About this task:
Whenever a line of the records below contains the word "Clone", copy that line.

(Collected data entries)
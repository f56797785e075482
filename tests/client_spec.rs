//! End-to-end: the HTTP client and page orchestrator against a live server.

use serde_json::json;
use wiremock::matchers::{method, path, path_regex};
use wiremock::{Mock, MockServer, ResponseTemplate};
use wordmark::api::create_router;
use wordmark::client::*;
use wordmark::config::{ProviderConfig, ServerConfig};

#[derive(Default)]
struct MemoryClipboard {
    text: Option<String>,
}

impl Clipboard for MemoryClipboard {
    fn set_text(&mut self, text: &str) -> Result<(), ClipboardError> {
        self.text = Some(text.to_string());
        Ok(())
    }
}

/// Upstreams that always serve `word` with a single noun definition.
async fn upstream(word: &str) -> MockServer {
    let server = MockServer::start().await;
    Mock::given(method("GET"))
        .and(path("/word"))
        .respond_with(ResponseTemplate::new(200).set_body_json(json!([word])))
        .mount(&server)
        .await;
    Mock::given(method("GET"))
        .and(path_regex(r"^/api/v2/entries/en/.+$"))
        .respond_with(ResponseTemplate::new(200).set_body_json(json!([{
            "word": word,
            "meanings": [{
                "partOfSpeech": "noun",
                "definitions": [{"definition": "a test word"}]
            }]
        }])))
        .mount(&server)
        .await;
    server
}

/// Serve the router on an ephemeral port and return its base URL.
async fn spawn_server(config: ServerConfig) -> String {
    let listener = tokio::net::TcpListener::bind("127.0.0.1:0")
        .await
        .expect("Failed to bind");
    let addr = listener.local_addr().expect("No local address");
    tokio::spawn(async move {
        axum::serve(listener, create_router(config))
            .await
            .expect("server failed");
    });
    format!("http://{}", addr)
}

#[tokio::test]
async fn http_api_round_trips_history_cookie() {
    let upstream = upstream("lantern").await;
    let base = spawn_server(ServerConfig::development(ProviderConfig::with_base_url(
        &upstream.uri(),
    )))
    .await;
    let api = HttpWordmarkApi::new(base).expect("Failed to build client");

    assert!(api.read_history().await.unwrap().is_empty());

    let record = api.fetch_word().await.unwrap();
    assert_eq!(record.word, "lantern");
    assert_eq!(record.meanings.len(), 1);

    api.append_history(&[wordmark::models::HistoryEntry::new("lantern", 42)])
        .await
        .unwrap();

    let history = api.read_history().await.unwrap();
    assert_eq!(history, vec![wordmark::models::HistoryEntry::new("lantern", 42)]);
}

#[tokio::test]
async fn page_load_renders_word_and_remembers_it() {
    let upstream = upstream("lantern").await;
    let base = spawn_server(ServerConfig::development(ProviderConfig::with_base_url(
        &upstream.uri(),
    )))
    .await;
    let api = HttpWordmarkApi::new(base).expect("Failed to build client");
    let mut page = Orchestrator::new(api, MemoryClipboard::default());

    page.load().await;
    assert_eq!(page.view().phase, Phase::Ready);
    assert_eq!(page.view().history.len(), 1);

    page.new_word().await;
    let view = page.view();
    assert_eq!(view.phase, Phase::Ready);
    assert_eq!(view.history.len(), 2);
    assert!(view.history.iter().all(|entry| entry.word == "lantern"));

    let rendered = render(view, std::time::Instant::now());
    assert!(rendered.contains("lantern"));
    assert!(rendered.contains("a test word"));
}

#[tokio::test]
async fn page_load_survives_failing_upstream() {
    let upstream = MockServer::start().await;
    Mock::given(method("GET"))
        .and(path("/word"))
        .respond_with(ResponseTemplate::new(500))
        .mount(&upstream)
        .await;
    let base = spawn_server(ServerConfig::development(ProviderConfig::with_base_url(
        &upstream.uri(),
    )))
    .await;
    let api = HttpWordmarkApi::new(base).expect("Failed to build client");
    let mut page = Orchestrator::new(api, MemoryClipboard::default());

    page.load().await;

    let view = page.view();
    assert_eq!(view.phase, Phase::Ready);
    assert!(view.word.is_none());
    assert!(view.history.is_empty());
}
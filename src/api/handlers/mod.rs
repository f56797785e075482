use axum::{
    extract::{rejection::JsonRejection, State},
    http::StatusCode,
    response::IntoResponse,
    Json,
};
use axum_extra::extract::cookie::CookieJar;

use super::AppState;
use crate::history::{self, HISTORY_COOKIE};
use crate::models::*;

/// Message returned when the word providers fail.
const WORD_FETCH_FAILED: &str = "Failed to fetch word data";

// ============================================================
// Error Handling
// ============================================================

/// Log a provider failure and return the generic error body.
/// The cause stays in the server log; clients only see a fixed message.
fn word_error(e: impl std::fmt::Display) -> (StatusCode, Json<ErrorResponse>) {
    tracing::error!("Error fetching word data: {}", e);
    (
        StatusCode::INTERNAL_SERVER_ERROR,
        Json(ErrorResponse {
            error: WORD_FETCH_FAILED.to_string(),
        }),
    )
}

/// Log a history persistence failure and return a failed acknowledgement.
fn persist_error(e: impl std::fmt::Display) -> (StatusCode, Json<AppendAck>) {
    tracing::error!("Error saving history: {}", e);
    (
        StatusCode::INTERNAL_SERVER_ERROR,
        Json(AppendAck { success: false }),
    )
}

// ============================================================
// Health
// ============================================================

pub async fn health() -> impl IntoResponse {
    Json(serde_json::json!({ "status": "ok" }))
}

// ============================================================
// Words
// ============================================================

pub async fn get_word(
    State(state): State<AppState>,
) -> Result<Json<WordRecord>, (StatusCode, Json<ErrorResponse>)> {
    let record = state
        .provider
        .fetch_random_defined_word()
        .await
        .map_err(word_error)?;

    tracing::info!(
        "Serving word {:?} with {} meaning(s)",
        record.word,
        record.meanings.len()
    );
    Ok(Json(record))
}

// ============================================================
// History
// ============================================================

pub async fn get_history(jar: CookieJar) -> Json<HistoryList> {
    let token = jar.get(HISTORY_COOKIE).map(|cookie| cookie.value());
    Json(history::read(token))
}

pub async fn append_history(
    State(state): State<AppState>,
    jar: CookieJar,
    body: Result<Json<Vec<HistoryEntry>>, JsonRejection>,
) -> Result<(CookieJar, Json<AppendAck>), (StatusCode, Json<AppendAck>)> {
    let Json(new_entries) = body.map_err(persist_error)?;

    let token = jar.get(HISTORY_COOKIE).map(|cookie| cookie.value());
    let (updated, token) = history::append(token, &new_entries).map_err(persist_error)?;
    tracing::debug!("History now holds {} entries", updated.len());

    let jar = jar.add(history::history_cookie(token, state.secure_cookies));
    Ok((jar, Json(AppendAck { success: true })))
}
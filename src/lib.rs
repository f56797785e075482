//! Wordmark: a random word with its definitions, and a short history of the
//! words shown, kept entirely in a client-held cookie.

pub mod api;
pub mod client;
pub mod config;
pub mod history;
pub mod models;
pub mod provider;
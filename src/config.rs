//! Runtime configuration loaded from environment variables.

/// Default upstream that returns a one-element JSON array with a random word.
pub const DEFAULT_RANDOM_WORD_URL: &str = "https://random-word-api.herokuapp.com/word";

/// Default upstream dictionary; the word is appended as the last path segment.
pub const DEFAULT_DICTIONARY_URL: &str = "https://api.dictionaryapi.dev/api/v2/entries/en";

/// Default address the terminal client talks to.
pub const DEFAULT_SERVER_URL: &str = "http://127.0.0.1:3000";

/// Where the word provider fetches its data.
#[derive(Clone, Debug, PartialEq, Eq)]
pub struct ProviderConfig {
    /// Random word source (from WORDMARK_RANDOM_WORD_URL)
    pub random_word_url: String,
    /// Dictionary base URL (from WORDMARK_DICTIONARY_URL)
    pub dictionary_url: String,
}

impl ProviderConfig {
    pub fn from_env() -> Self {
        Self {
            random_word_url: std::env::var("WORDMARK_RANDOM_WORD_URL")
                .unwrap_or_else(|_| DEFAULT_RANDOM_WORD_URL.to_string()),
            dictionary_url: std::env::var("WORDMARK_DICTIONARY_URL")
                .unwrap_or_else(|_| DEFAULT_DICTIONARY_URL.to_string()),
        }
    }

    /// Point both upstreams at one base URL (for tests against a mock server).
    pub fn with_base_url(base: &str) -> Self {
        let base = base.trim_end_matches('/');
        Self {
            random_word_url: format!("{}/word", base),
            dictionary_url: format!("{}/api/v2/entries/en", base),
        }
    }
}

/// Server configuration.
#[derive(Clone, Debug)]
pub struct ServerConfig {
    /// Production deployments mark the history cookie `Secure` (WORDMARK_ENV=production)
    pub production: bool,
    pub provider: ProviderConfig,
}

impl ServerConfig {
    pub fn from_env() -> Self {
        let production = std::env::var("WORDMARK_ENV")
            .map(|env| env.eq_ignore_ascii_case("production"))
            .unwrap_or(false);

        Self {
            production,
            provider: ProviderConfig::from_env(),
        }
    }

    /// A development config with explicit upstreams.
    pub fn development(provider: ProviderConfig) -> Self {
        Self {
            production: false,
            provider,
        }
    }

    /// A production config with explicit upstreams.
    pub fn production(provider: ProviderConfig) -> Self {
        Self {
            production: true,
            provider,
        }
    }
}

/// Base URL for the terminal client (from WORDMARK_URL).
pub fn server_url_from_env() -> String {
    std::env::var("WORDMARK_URL").unwrap_or_else(|_| DEFAULT_SERVER_URL.to_string())
}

Response for this exercise:
#[derive(Clone, Debug, PartialEq, Eq)]
#[derive(Clone, Debug)]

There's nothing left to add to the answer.